Action item | Among the records that follow, find the line with "pub const FOOTER_SPACING_BEFORE: f32 = 30.0;" and the line with "pub const CURRENCY_SYMBOL: &str". Set down those lines and all lines between them exactly, without adding anything.

Listed entries |
::::::::::

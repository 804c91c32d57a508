//! Fixed style constants for the invoice template.
//!
//! Everything that is not invoice data lives here: page geometry, colors,
//! font sizes, spacings, the tax rate, the currency symbol, and the static
//! company and footer text. The renderer reads only these constants, so the
//! boundary between "what is fixed" and "what is data" stays explicit.

use billcraft_types::Color;

// Page geometry (points, A4).
pub const PAGE_WIDTH: f32 = 595.28;
pub const PAGE_HEIGHT: f32 = 841.89;
pub const MARGIN_LEFT: f32 = 40.0;
pub const MARGIN_RIGHT: f32 = 40.0;
pub const MARGIN_TOP: f32 = 50.0;
pub const MARGIN_BOTTOM: f32 = 50.0;

pub const fn content_width() -> f32 {
    PAGE_WIDTH - MARGIN_LEFT - MARGIN_RIGHT
}

// Header band: logo | company block | title, relative widths.
pub const HEADER_COLUMNS: [f32; 3] = [1.0, 3.0, 2.0];
pub const LOGO_BOX_SIZE: f32 = 80.0;

// Customer detail block: label | value.
pub const CUSTOMER_COLUMNS: [f32; 2] = [1.0, 2.0];

// Line-item table: Description | Qty | Price | Total.
pub const ITEM_COLUMNS: [f32; 4] = [4.0, 1.0, 2.0, 2.0];
pub const ITEM_HEADERS: [&str; 4] = ["Description", "Qty", "Price", "Total"];

// Colors.
pub const BLACK: Color = Color::new(0, 0, 0);
pub const WHITE: Color = Color::new(255, 255, 255);
pub const DARK_GRAY: Color = Color::gray(64);
pub const FOOTER_GRAY: Color = Color::gray(128);
pub const TITLE_BLUE: Color = Color::new(0, 0, 255);
pub const TABLE_HEADER_BG: Color = Color::new(63, 81, 181);
pub const ROW_BG: Color = WHITE;
pub const ROW_STRIPE_BG: Color = Color::gray(245);

// Font sizes (points).
pub const COMPANY_NAME_SIZE: f32 = 16.0;
pub const COMPANY_TAGLINE_SIZE: f32 = 12.0;
pub const TITLE_SIZE: f32 = 24.0;
pub const BODY_SIZE: f32 = 12.0;
pub const CELL_SIZE: f32 = 11.0;
pub const FOOTER_SIZE: f32 = 11.0;

pub const LINE_HEIGHT_FACTOR: f32 = 1.2;

/// Average glyph advance as a fraction of the font size. A simple
/// approximation; alignment does not need font-metric precision here.
pub const APPROX_CHAR_WIDTH: f32 = 0.6;

// Cell paddings and derived row heights.
pub const CELL_PADDING: f32 = 8.0;
pub const TABLE_HEADER_PADDING: f32 = 10.0;
pub const SUMMARY_CELL_PADDING: f32 = 2.0;

pub const CUSTOMER_ROW_HEIGHT: f32 = BODY_SIZE + 2.0 * CELL_PADDING;
pub const TABLE_HEADER_ROW_HEIGHT: f32 = BODY_SIZE + 2.0 * TABLE_HEADER_PADDING;
pub const ITEM_ROW_HEIGHT: f32 = CELL_SIZE + 2.0 * CELL_PADDING;
pub const SUMMARY_ROW_HEIGHT: f32 = BODY_SIZE + 2.0 * SUMMARY_CELL_PADDING;

// Vertical spacing between template sections.
pub const CUSTOMER_SPACING_BEFORE: f32 = 10.0;
pub const CUSTOMER_SPACING_AFTER: f32 = 20.0;
pub const TABLE_SPACING_BEFORE: f32 = 10.0;
pub const SUMMARY_SPACING_BEFORE: f32 = 15.0;
pub const NOTES_SPACING_BEFORE: f32 = 15.0;
pub const FOOTER_SPACING_BEFORE: f32 = 30.0;

/// Fraction of the content width taken by the summary table.
pub const SUMMARY_WIDTH_FRACTION: f32 = 0.4;

// Business constants baked into the template.
pub const TAX_RATE: f64 = 0.10;
pub const CURRENCY_SYMBOL: &str = "₹";
pub const COMPANY_NAME: &str = "Stoic And Salamandar";
pub const COMPANY_TAGLINE: &str = "The Global Corporation";
pub const SUMMARY_LABELS: [&str; 3] = ["Subtotal", "Tax (10%)", "Grand Total"];
pub const NOTES_PREFIX: &str = "Notes: ";
pub const FOOTER_LINES: [&str; 2] =
    ["Thank you for your business!", "Payment due within 15 days."];

pub const fn line_height(font_size: f32) -> f32 {
    font_size * LINE_HEIGHT_FACTOR
}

::::::::::

Reply |
pub const FOOTER_SPACING_BEFORE: f32 = 30.0;

/// Fraction of the content width taken by the summary table.
pub const SUMMARY_WIDTH_FRACTION: f32 = 0.4;

// Business constants baked into the template.
pub const TAX_RATE: f64 = 0.10;
pub const CURRENCY_SYMBOL: &str = "₹";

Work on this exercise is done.